The villains shine in this year’s Gaieties. Leena is sold as a compelling evil Cal student through Lewis’ passion and magical wardrobe changes. In one memorable scene, Leena throws her jacket and pants on the ground to dramatically reveal a golden dress, breaking into song as she is accompanied by an ensemble of dancers in playboy bunny-esque dresses. Lewis truly claimed the stage, even improvising in response to unanticipated audience comments. Zhang similarly aces his role as the trusty evil sidekick. His dry comedic delivery shines in Zhang’s performance as the intern when he unexpectedly declares his love for a tree in a cheeky monologue. 

Just as there were compelling villains, there was compelling romance. Wesley and Southern work well as a stage couple. Their love was believable, with realistic development that crescendoed to their eventual kiss and confession of love. Their emotional duet made the audience audibly “AWW!” in satisfaction and glee. 

In all its chaos, the show makes it clear that despite the adversities faced during the pandemic, Stanford’s community remains strong, having kept in touch with the traditions that make this place like no other. “LE-LAND” reminds us that home is about people, not place, just as Gaieties 2020 tried to do through its unique digital format. This year’s show certainly emphasizes the frosh experience, but these references were largely well-received by all in attendance, regardless of their class year. 

For example, when I first arrived on campus, I didn’t know why people were afraid of Governor’s Corner, formerly the home of Freshman Sophomore College (FroSoCo). But, Gaieties cleverly explained this history, parodying this fear physically with a joke and haunting storyline. The references continue with Enchanted Broccoli Forest (EBF), a seemingly outlandish name that the writers cleverly use as a set inspiration towards the beginning of the show. Head writers, Steven Opferman ’23 and Emma Parsons ’23,  must have worked meticulously with their fellow staff writers to successfully encapsulate Stanford’s past and present with their writing.
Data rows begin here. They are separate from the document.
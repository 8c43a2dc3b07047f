//! Developer-tool events.
//!
//! Wire shape: `{"id", "agentId", "type": "file_saved", "payload": {...},
//! "timestamp"}`. The `type` tag selects the payload shape.

use chrono::{DateTime, Utc};
use serde::{Deserialize, Serialize};

use crate::ids::{Clock, IdGenerator};

/// Agent id given to events that do not name one.
pub const DEFAULT_AGENT_ID: &str = "sim";

/// Command run inside an editor.
#[derive(Debug, Clone, PartialEq, Eq, Serialize, Deserialize)]
#[serde(tag = "command", rename_all = "snake_case")]
pub enum LocalCommand {
    OpenFile { file: String },
    #[serde(other)]
    Other,
}

/// Outcome reported by a CI run.
#[derive(Debug, Clone, Copy, PartialEq, Eq, Serialize, Deserialize)]
#[serde(rename_all = "snake_case")]
pub enum PipelineStatus {
    Success,
    Failure,
    Running,
    #[serde(other)]
    Unknown,
}

/// Action performed by an AI assistant.
#[derive(Debug, Clone, Copy, PartialEq, Eq, Serialize, Deserialize)]
#[serde(rename_all = "snake_case")]
pub enum AiActionKind {
    GenerateTests,
    Refactor,
    Explain,
    #[serde(other)]
    Other,
}

/// Event payload, tagged by event type.
///
/// A missing or null `payload` reads as `{}`, so kinds whose payload fields
/// are all optional can be submitted as just `{"type": ...}`.
#[derive(Debug, Clone, PartialEq, Serialize, Deserialize)]
#[serde(
    tag = "type",
    content = "payload",
    rename_all = "snake_case",
    try_from = "RawEventKind"
)]
pub enum EventKind {
    FileSaved {
        path: String,
        #[serde(default, skip_serializing_if = "Option::is_none")]
        content: Option<String>,
    },
    LocalCommand(LocalCommand),
    CiPipeline {
        status: PipelineStatus,
    },
    AiAction {
        action: AiActionKind,
    },
    PrMerged {
        #[serde(default, skip_serializing_if = "Option::is_none")]
        number: Option<u64>,
        #[serde(default, skip_serializing_if = "Option::is_none")]
        branch: Option<String>,
    },
    Deployment {
        #[serde(default, skip_serializing_if = "Option::is_none")]
        target: Option<String>,
        #[serde(default, skip_serializing_if = "Option::is_none")]
        version: Option<String>,
    },
}

/// Tag and payload as submitted, before the payload shape is checked.
#[derive(Deserialize)]
struct RawEventKind {
    #[serde(rename = "type")]
    kind: String,
    #[serde(default)]
    payload: serde_json::Value,
}

/// Adjacently tagged reading of [`EventKind`].
#[allow(dead_code)]
#[derive(Deserialize)]
#[serde(
    remote = "EventKind",
    tag = "type",
    content = "payload",
    rename_all = "snake_case"
)]
enum TaggedEventKind {
    FileSaved {
        path: String,
        #[serde(default)]
        content: Option<String>,
    },
    LocalCommand(LocalCommand),
    CiPipeline {
        status: PipelineStatus,
    },
    AiAction {
        action: AiActionKind,
    },
    PrMerged {
        #[serde(default)]
        number: Option<u64>,
        #[serde(default)]
        branch: Option<String>,
    },
    Deployment {
        #[serde(default)]
        target: Option<String>,
        #[serde(default)]
        version: Option<String>,
    },
}

impl TryFrom<RawEventKind> for EventKind {
    type Error = serde_json::Error;

    fn try_from(raw: RawEventKind) -> Result<Self, Self::Error> {
        let payload = match raw.payload {
            serde_json::Value::Null => serde_json::Value::Object(serde_json::Map::new()),
            payload => payload,
        };
        TaggedEventKind::deserialize(serde_json::json!({
            "type": raw.kind,
            "payload": payload,
        }))
    }
}

impl EventKind {
    /// Wire name of the event type.
    pub fn type_name(&self) -> &'static str {
        match self {
            Self::FileSaved { .. } => "file_saved",
            Self::LocalCommand(_) => "local_command",
            Self::CiPipeline { .. } => "ci_pipeline",
            Self::AiAction { .. } => "ai_action",
            Self::PrMerged { .. } => "pr_merged",
            Self::Deployment { .. } => "deployment",
        }
    }
}

/// A complete event.
#[derive(Debug, Clone, PartialEq, Serialize, Deserialize)]
#[serde(rename_all = "camelCase")]
pub struct AgentEvent {
    pub id: String,
    pub agent_id: String,
    #[serde(flatten)]
    pub kind: EventKind,
    pub timestamp: DateTime<Utc>,
}

/// An event as submitted. Missing fields are filled in at intake.
#[derive(Debug, Clone, PartialEq, Serialize, Deserialize)]
#[serde(rename_all = "camelCase")]
pub struct EventDraft {
    #[serde(default, skip_serializing_if = "Option::is_none")]
    pub id: Option<String>,
    #[serde(default, skip_serializing_if = "Option::is_none")]
    pub agent_id: Option<String>,
    #[serde(flatten)]
    pub kind: EventKind,
    #[serde(default, skip_serializing_if = "Option::is_none")]
    pub timestamp: Option<DateTime<Utc>>,
}

impl EventDraft {
    pub fn new(kind: EventKind) -> Self {
        Self {
            id: None,
            agent_id: None,
            kind,
            timestamp: None,
        }
    }

    pub fn from_agent(mut self, agent_id: impl Into<String>) -> Self {
        self.agent_id = Some(agent_id.into());
        self
    }

    pub fn file_saved(path: impl Into<String>, content: Option<String>) -> Self {
        Self::new(EventKind::FileSaved {
            path: path.into(),
            content,
        })
    }

    pub fn open_file(file: impl Into<String>) -> Self {
        Self::new(EventKind::LocalCommand(LocalCommand::OpenFile { file: file.into() }))
    }

    pub fn ci_pipeline(status: PipelineStatus) -> Self {
        Self::new(EventKind::CiPipeline { status })
    }

    pub fn ai_action(action: AiActionKind) -> Self {
        Self::new(EventKind::AiAction { action })
    }

    /// Fill in id, timestamp and agent.
    pub fn complete(self, ids: &dyn IdGenerator, clock: &dyn Clock) -> AgentEvent {
        AgentEvent {
            id: self.id.unwrap_or_else(|| ids.next_id("evt")),
            agent_id: self
                .agent_id
                .filter(|a| !a.is_empty())
                .unwrap_or_else(|| DEFAULT_AGENT_ID.to_string()),
            kind: self.kind,
            timestamp: self.timestamp.unwrap_or_else(|| clock.now()),
        }
    }
}

impl From<EventKind> for EventDraft {
    fn from(kind: EventKind) -> Self {
        Self::new(kind)
    }
}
These Stanford-specific jokes are complemented by modern-day references that further ground the story. Political humor, like Senator Bernie Sanders’ “I endorse this message” and Vice President Kamala Harris’ “We did it, Joe!” make appearances, and a reference to “Defying Gravity” is included for diehard theater fans. 

Gaieties’ script is strong, but so is its set. Designer Kiki Hood ’23 took creative leaps to make beautiful visual elements; the audience is brought into the different scenes not by set-pieces but rather by large LED panels that display pixelated versions of palm trees or main quad. It was a welcomed surprise that reminded me “this is Stanford.” The show introduces technology into the theatrical space in a way that is unobtrusive and adds to the story. 

And no good musical is complete without good music. Roaring orchestral music throughout the show lets the audience connect with characters and sets a 1920’s energy with notes of jazz and blues during some scenes. Kawika performs melodic singing that pulls at the audience’s heartstrings with a moving ballad. Leena’s character had a similarly powerful performance with her euphoric singing.

While it would be near impossible to capture all the elements of campus culture, the writers’ choices were well-thought-out, all embodying key aspects of Stanford tradition and its community. I resonated with the show’s ending, which makes it clear that community is what unites the student body, not an acceptance letter. All in all, this year’s Gaieties was a love letter to Stanford and all the bonds made here, old and new, firmly marking itself in tradition and perseverance. 

Gaieties still has two performances left, with shows on Nov. 18 and 19 at 7 p.m.

Editor’s Note: This article is a review and includes subjective opinions, thoughts and critiques.